The shape of the volume as a whole, a sequence of 154 sonnets and a long sustained poem, A Louers complaint, reflects contemporary practice. As sonnet sequences developed during the 1590s some features became common: Samuel Daniel’s Delia, Contayning certayne Sonnets: with the complaint of Rosamond has a bipartite structure with a sonnet sequence and the longer complaint; Richard Linche’s 1596 sequence to Diella is combined with the extended, “amorous Poeme of Dom Diego and Gineura.” Other sequences formed part of a tripartite structure: Richard Barnfield’s volume of 1598, for example, has “Cynthia,” “Certaine Sonnets” and the “Legend of Cassandra.” But the structure of Shake-speares Sonnets and A Louers complaint is closest to that of Edmund Spenser’s Amoretti and Epithalamion of 1595. Spenser’s volume has a tripartite structure with a sonnet sequence of 89 sonnets, a small series of anacreontic verses and a longer epithalamium, which Shakespeare has imitated with his sequence of 152 sonnets, two anacreontic sonnets and a long complaint. 4 He has further imitated Spenser’s placement of a mirror sonnet at the mid-point of his sequence, Amoretti 45 of 89 (“Leaue lady in your glasse of christall clene, / Your goodly selfe for euermore to vew”). 5 Shakespeare has a like sonnet at Sonnet 77, the middle sonnet of 154 (“Thy glasse will shew thee how thy beauties were”), and has positioned at the end of the sequence’s first half Sonnet 76, a sonnet that takes stock of the past and looks forward to a new beginning. 6
The placement of other sonnets provides tantalizing glimpses of possible structures which are, however, never sufficiently cogent to allow for conclusions to be drawn. Sonnet 12, beginning, “When I doe count the clock that tels the time,” suggests the hours on a clock face or sundial. Sonnet 60 hints at the number of minutes in the hour in, “So do our minuites hasten to their end.” Sonnet 52 celebrates “feasts so solemne . . in the long yeare set;” the first rank of Solemn Feasts in the Book of Common Prayer’s calendar are “All Sundayes in the yeare,” normally numbering 52. Sonnet 8, a musical sonnet, is appropriately placed, because an “eight” is a “true concord.” Sonnet 19 brings to a conclusion the cycle of sonnets which exhort the youth to procreate while still in his prime. The number 19 was the cycle of years beyond which the Prime could not extend in the metonic calendar (see Sonnet 19). The sequence’s first 152 sonnets could thus be seen as comprising 8 courses of 19 sonnets. The placement of the epicedial Sonnets 71 and 72 after Sonnet 70, when the poet has completed his climacteric three-score-and-ten, seems more than a coincidence and invites some observations about climacterics.

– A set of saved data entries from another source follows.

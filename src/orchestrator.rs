use crate::config::SharedConfig;
use crate::error::{OrchestratorError, Result};
use crate::guest_client::GuestDialer;
use crate::hypervisor::HypervisorClient;
use crate::metrics::PhaseTimer;
use crate::network_interface::{NiPool, DEFAULT_ALLOCATE_TIMEOUT};
use crate::registry::VmRegistry;
use crate::runtime::ContainerRuntime;
use crate::vm::{Vm, VmState};
use std::future::Future;
use std::pin::Pin;
use std::sync::Arc;
use tracing::{debug, info, instrument, warn};
use uuid::Uuid;

const VCPU_COUNT: u32 = 1;
const MEM_SIZE_MIB: u32 = 512;
const SETTLING_DELAY: std::time::Duration = std::time::Duration::from_millis(300);

type CleanupFn = Box<dyn FnOnce() -> Pin<Box<dyn Future<Output = ()> + Send>> + Send>;

/// Stack of reverse-order cleanup actions, per spec §9 "Reverse-order
/// cleanup": resources acquired during `StartVM` are pushed here as they're
/// acquired; on any failure the stack unwinds LIFO. On success the stack is
/// simply dropped without running.
#[derive(Default)]
struct CleanupStack(Vec<CleanupFn>);

impl CleanupStack {
    fn new() -> Self {
        CleanupStack::default()
    }

    fn push<F, Fut>(&mut self, action: F)
    where
        F: FnOnce() -> Fut + Send + 'static,
        Fut: Future<Output = ()> + Send + 'static,
    {
        self.0.push(Box::new(move || Box::pin(action())));
    }

    async fn unwind(mut self) {
        while let Some(action) = self.0.pop() {
            action().await;
        }
    }
}

/// Owns connections to the hypervisor control plane, container runtime, and
/// guest dialer, plus the VM registry and the network interface pool.
/// Drives each VM through the lifecycle of spec §4.3.
pub struct Orchestrator<H: HypervisorClient, R: ContainerRuntime, G: GuestDialer> {
    registry: Arc<VmRegistry>,
    ni_pool: Arc<NiPool>,
    hypervisor: Arc<H>,
    runtime: Arc<R>,
    dialer: Arc<G>,
    config: SharedConfig,
}

impl<H: HypervisorClient + 'static, R: ContainerRuntime + 'static, G: GuestDialer + 'static>
    Orchestrator<H, R, G>
{
    pub fn new(config: SharedConfig, hypervisor: Arc<H>, runtime: Arc<R>, dialer: Arc<G>) -> Self {
        let ni_pool = Arc::new(NiPool::new(config.ni_num, config.taps_per_bridge));
        Orchestrator {
            registry: Arc::new(VmRegistry::new()),
            ni_pool,
            hypervisor,
            runtime,
            dialer,
            config,
        }
    }

    pub fn registry(&self) -> &Arc<VmRegistry> {
        &self.registry
    }

    /// Number of network interfaces currently free, for leak-detection
    /// assertions (spec §8 properties 1, 4, 6).
    pub async fn ni_available(&self) -> usize {
        self.ni_pool.available_count().await
    }

    /// `∅ → Active`. Every failure path runs the reverse-order cleanup of
    /// whatever was acquired so far and propagates the original error,
    /// per spec §7.
    #[instrument(skip(self), fields(vm_id = %vm_id))]
    pub async fn start_vm(&self, vm_id: Uuid, image_name: &str) -> Result<String> {
        let mut timer = PhaseTimer::start();
        let mut cleanup = CleanupStack::new();

        let vm_handle = self.registry.allocate(vm_id).await?;
        {
            let registry = self.registry.clone();
            cleanup.push(move || async move {
                let _ = registry.free(vm_id).await;
            });
        }

        let image = match self.runtime.pull_image(image_name, &self.config.snapshotter).await {
            Ok(image) => image,
            Err(e) => {
                cleanup.unwind().await;
                return Err(OrchestratorError::ImagePullFailed(e));
            }
        };
        timer.phase("t_image");

        let ni = match self.ni_pool.allocate(DEFAULT_ALLOCATE_TIMEOUT).await {
            Ok(ni) => ni,
            Err(e) => {
                cleanup.unwind().await;
                return Err(e);
            }
        };
        {
            let ni_pool = self.ni_pool.clone();
            let ni = ni.clone();
            cleanup.push(move || async move {
                ni_pool.free(ni).await;
            });
        }

        let kernel_args = format!(
            "console=ttyS0 reboot=k panic=1 pci=off random.trust_cpu=on ip={}::{}:255.255.255.0::eth0:on",
            ni.primary_address, ni.gateway_address,
        );
        if let Err(e) = self
            .hypervisor
            .create_vm(vm_id, &kernel_args, VCPU_COUNT, MEM_SIZE_MIB, ni.primary_address)
            .await
        {
            cleanup.unwind().await;
            return Err(OrchestratorError::VmCreateFailed(e));
        }
        timer.phase("t_createVM");
        {
            let hypervisor = self.hypervisor.clone();
            cleanup.push(move || async move {
                let _ = hypervisor.stop_vm(vm_id).await;
            });
        }

        let container = match self.runtime.create_container(vm_id, &image).await {
            Ok(container) => container,
            Err(e) => {
                cleanup.unwind().await;
                return Err(OrchestratorError::ContainerFailed(e));
            }
        };
        timer.phase("t_container");
        {
            let runtime = self.runtime.clone();
            let container = container.clone();
            cleanup.push(move || async move {
                let _ = runtime.delete_container(&container).await;
            });
        }

        let task = match self.runtime.create_task(&container).await {
            Ok(task) => task,
            Err(e) => {
                cleanup.unwind().await;
                return Err(OrchestratorError::TaskFailed(e));
            }
        };
        timer.phase("t_taskCreate");

        if let Err(e) = self.runtime.start_task(&task).await {
            cleanup.unwind().await;
            return Err(OrchestratorError::TaskFailed(e));
        }
        timer.phase("t_taskStart");
        {
            let runtime = self.runtime.clone();
            let container = container.clone();
            cleanup.push(move || async move {
                let _ = runtime.delete_task(&container).await;
            });
        }

        let conn = match self.dialer.dial(ni.primary_address).await {
            Ok(client) => client,
            Err(e) => {
                cleanup.unwind().await;
                return Err(e);
            }
        };
        timer.phase("t_dial");

        {
            let mut vm = vm_handle.lock().await;
            vm.image = Some(image);
            vm.container = Some(container);
            vm.task = Some(task);
            vm.ni = Some(ni);
            vm.conn = Some(conn);
            vm.state = VmState::Active;
        }

        info!(vm_id = %vm_id, "vm started");
        Ok(timer.profile())
    }

    /// `Active|Paused → Dead`. Best-effort teardown: every step's failure
    /// is logged but never aborts the remaining steps (spec §4.3, §7
    /// `TeardownPartial`).
    #[instrument(skip(self), fields(vm_id = %vm_id))]
    pub async fn stop_single_vm(&self, vm_id: Uuid) -> Result<()> {
        let vm_handle = self.registry.get(vm_id).await?;
        let (container, _task, ni) = {
            let mut vm = vm_handle.lock().await;
            vm.state = VmState::Deactivating;
            vm.conn = None;
            (vm.container.take(), vm.task.take(), vm.ni.take())
        };
        // Dropping `_task` here stands in for "signal the root task with
        // the fatal signal" (spec §4.3) ahead of `delete_task` below.

        if let Some(container) = &container {
            if let Err(e) = self.runtime.delete_task(container).await {
                warn!(vm_id = %vm_id, error = %e, "failed to delete task during stop");
            }
            if let Err(e) = self.runtime.delete_container(container).await {
                warn!(vm_id = %vm_id, error = %e, "failed to delete container during stop");
            }
        }
        if let Err(e) = self.hypervisor.stop_vm(vm_id).await {
            warn!(vm_id = %vm_id, error = %e, "failed to stop vm during stop");
        }
        if let Some(ni) = ni {
            self.ni_pool.free(ni).await;
        }

        {
            let mut vm = vm_handle.lock().await;
            vm.state = VmState::Dead;
        }
        self.registry.free(vm_id).await?;
        debug!(vm_id = %vm_id, "vm stopped");
        Ok(())
    }

    /// Requires `Active`.
    #[instrument(skip(self), fields(vm_id = %vm_id))]
    pub async fn pause_vm(&self, vm_id: Uuid) -> Result<()> {
        let vm_handle = self.registry.get(vm_id).await?;
        let mut vm = vm_handle.lock().await;
        self.require_state(&vm, VmState::Active)?;
        self.hypervisor
            .pause_vm(vm_id)
            .await
            .map_err(OrchestratorError::Internal)?;
        vm.state = VmState::Paused;
        Ok(())
    }

    /// Requires `Paused`.
    #[instrument(skip(self), fields(vm_id = %vm_id))]
    pub async fn resume_vm(&self, vm_id: Uuid) -> Result<()> {
        let vm_handle = self.registry.get(vm_id).await?;
        let mut vm = vm_handle.lock().await;
        self.require_state(&vm, VmState::Paused)?;
        self.hypervisor
            .resume_vm(vm_id)
            .await
            .map_err(OrchestratorError::Internal)?;
        vm.state = VmState::Active;
        Ok(())
    }

    /// Requires `Paused`. Advances to `Snapshotted`.
    #[instrument(skip(self), fields(vm_id = %vm_id))]
    pub async fn create_snapshot(&self, vm_id: Uuid) -> Result<()> {
        let vm_handle = self.registry.get(vm_id).await?;
        let mut vm = vm_handle.lock().await;
        self.require_state(&vm, VmState::Paused)?;
        let path = snapshot_path(vm_id);
        self.hypervisor
            .create_snapshot(vm_id, &path)
            .await
            .map_err(OrchestratorError::Internal)?;
        vm.snapshot_path = Some(path);
        vm.state = VmState::Snapshotted;
        Ok(())
    }

    /// Requires `Snapshotted`. Stops the live VM process/task/container,
    /// returns the NI to the pool, preserves the snapshot. Advances to
    /// `Offloaded`.
    #[instrument(skip(self), fields(vm_id = %vm_id))]
    pub async fn offload(&self, vm_id: Uuid) -> Result<()> {
        let vm_handle = self.registry.get(vm_id).await?;
        let (container, ni) = {
            let mut vm = vm_handle.lock().await;
            self.require_state(&vm, VmState::Snapshotted)?;
            (vm.container.take(), vm.ni.take())
        };

        if let Some(container) = &container {
            if let Err(e) = self.runtime.delete_task(container).await {
                warn!(vm_id = %vm_id, error = %e, "failed to delete task during offload");
            }
            if let Err(e) = self.runtime.delete_container(container).await {
                warn!(vm_id = %vm_id, error = %e, "failed to delete container during offload");
            }
        }
        self.hypervisor
            .offload(vm_id)
            .await
            .map_err(OrchestratorError::Internal)?;
        if let Some(ni) = ni {
            self.ni_pool.free(ni).await;
        }

        let mut vm = vm_handle.lock().await;
        vm.task = None;
        vm.state = VmState::Offloaded;
        Ok(())
    }

    /// Requires `Offloaded`. Allocates a fresh NI, restores from snapshot,
    /// re-creates the container and task handle, dials the guest gRPC.
    /// Advances to `Paused` (the guest is not yet running until
    /// `resume_vm`).
    #[instrument(skip(self), fields(vm_id = %vm_id))]
    pub async fn load_snapshot(&self, vm_id: Uuid) -> Result<()> {
        tokio::time::sleep(SETTLING_DELAY).await;

        let vm_handle = self.registry.get(vm_id).await?;
        let (snapshot_path, image) = {
            let vm = vm_handle.lock().await;
            self.require_state(&vm, VmState::Offloaded)?;
            let snapshot_path = vm
                .snapshot_path
                .clone()
                .ok_or_else(|| OrchestratorError::Internal(anyhow::anyhow!("missing snapshot path")))?;
            let image = vm
                .image
                .clone()
                .ok_or_else(|| OrchestratorError::Internal(anyhow::anyhow!("missing image handle")))?;
            (snapshot_path, image)
        };

        let ni = self.ni_pool.allocate(DEFAULT_ALLOCATE_TIMEOUT).await?;
        if let Err(e) = self.hypervisor.load_snapshot(vm_id, &snapshot_path).await {
            self.ni_pool.free(ni).await;
            return Err(OrchestratorError::Internal(e));
        }

        let container = match self.runtime.create_container(vm_id, &image).await {
            Ok(container) => container,
            Err(e) => {
                self.ni_pool.free(ni).await;
                return Err(OrchestratorError::ContainerFailed(e));
            }
        };

        let task = match self.runtime.create_task(&container).await {
            Ok(task) => task,
            Err(e) => {
                let _ = self.runtime.delete_container(&container).await;
                self.ni_pool.free(ni).await;
                return Err(OrchestratorError::TaskFailed(e));
            }
        };
        if let Err(e) = self.runtime.start_task(&task).await {
            let _ = self.runtime.delete_container(&container).await;
            self.ni_pool.free(ni).await;
            return Err(OrchestratorError::TaskFailed(e));
        }

        let conn = match self.dialer.dial(ni.primary_address).await {
            Ok(conn) => conn,
            Err(e) => {
                let _ = self.runtime.delete_task(&container).await;
                let _ = self.runtime.delete_container(&container).await;
                self.ni_pool.free(ni).await;
                return Err(e);
            }
        };

        let mut vm = vm_handle.lock().await;
        vm.container = Some(container);
        vm.task = Some(task);
        vm.ni = Some(ni);
        vm.conn = Some(conn);
        vm.state = VmState::Paused;
        Ok(())
    }

    /// Fan-out over every registered VM with a per-VM deadline; failures
    /// are logged but never abort the sweep (spec §5 "StopActiveVMs").
    #[instrument(skip(self))]
    pub async fn stop_all_vms(&self) {
        const PER_VM_DEADLINE: std::time::Duration = std::time::Duration::from_secs(300);
        let snapshot = self.registry.snapshot().await;
        for (vm_id, _) in snapshot {
            match tokio::time::timeout(PER_VM_DEADLINE, self.stop_single_vm(vm_id)).await {
                Ok(Ok(())) => {}
                Ok(Err(e)) => warn!(vm_id = %vm_id, error = %e, "stop failed during sweep"),
                Err(_) => warn!(vm_id = %vm_id, "stop timed out during sweep"),
            }
        }
    }

    fn require_state(&self, vm: &Vm, expected: VmState) -> Result<()> {
        if vm.state == expected {
            Ok(())
        } else {
            Err(OrchestratorError::Internal(anyhow::anyhow!(
                "vm {} is in state {:?}, expected {:?}",
                vm.id,
                vm.state,
                expected
            )))
        }
    }
}

fn snapshot_path(vm_id: Uuid) -> String {
    format!("/var/lib/microvm-orchestrator/snapshots/{vm_id}")
}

It has often been noticed that Sonnet 63, which begins “Against my loue shall be as I am now” and which acknowledges that “Ages cruell knife” will “cut from memory . . my louers life,” celebrates the grand climacteric, the number 63, a year in one’s life fraught with danger and often marked by death. Sonnet 63 is also the half-way sonnet of 126, the number of sonnets directed to the youth, the span of which might be construed as a double climacteric. But climacterics were not confined to 63, the most pertinent and discussed in Shakespeare’s time being 70, the year of her life, in which Elizabeth I died and which prompted Thomas Wright’s A Succinct Philosophicall declaration of the nature of Clymactericall yeeres, occasioned by the death of Queene Elizabeth of 1604. (Thomas Thorpe was the publisher.) The occasion for his treatise, Wright claims, was “the death of Queene Elizabeth, who died in the 70. yeere of her age, which was the Clymactericall period of her life.” He argues that it is “good to examine and search out the cause of these notable alterations and daungers of death in the Clymactericall yeeres, for those humors which alter the bodie, and dispose it to sicknesse, and death,” because “God hath appointed these Septuarie, and Nonarie yeeres as best seeming his wisdome and prouidence.” He explains that “the first Clymactericall yeeres” are multiples of nine and the “seconds” multiples of seven, concluding with the climacteric of “seauenty,” of which age “spake Dauid when hee sayde . . The dayes of our yeeres are seauentie yeeres, and if in Potentates they be eightie, the labour and griefe is greater.” Wright then lists the most notorious climacterics:
The most daungerous of all these passages or steps, are the forty nine, compounded vpon seuen time seauen: and sixty three standing vppon nine times seauen, and next to these is seauenty, which containeth tenne times seauen; they number them also by nine, and so make eighty one, the most perillous as comprehending nine times nine. 7
Sonnet 49 shares a like beginning with Sonnet 63, “Against that time,” and develops the conceit of reckoning up and being summoned to a final accounting (“vtmost summe” and “audite”) as does Sonnet 126, which concludes with Nature making “Her Audite.” Sonnet 81, which coincides with the “most perillous” of climacterics, is the final epitaphial sonnet, beginning “Or I shall liue your Epitaph to make, / Or you suruiue when I in earth am rotten.” Yet, although it is tempting to read more into the placement of these sonnets, no further structure is readily discernible.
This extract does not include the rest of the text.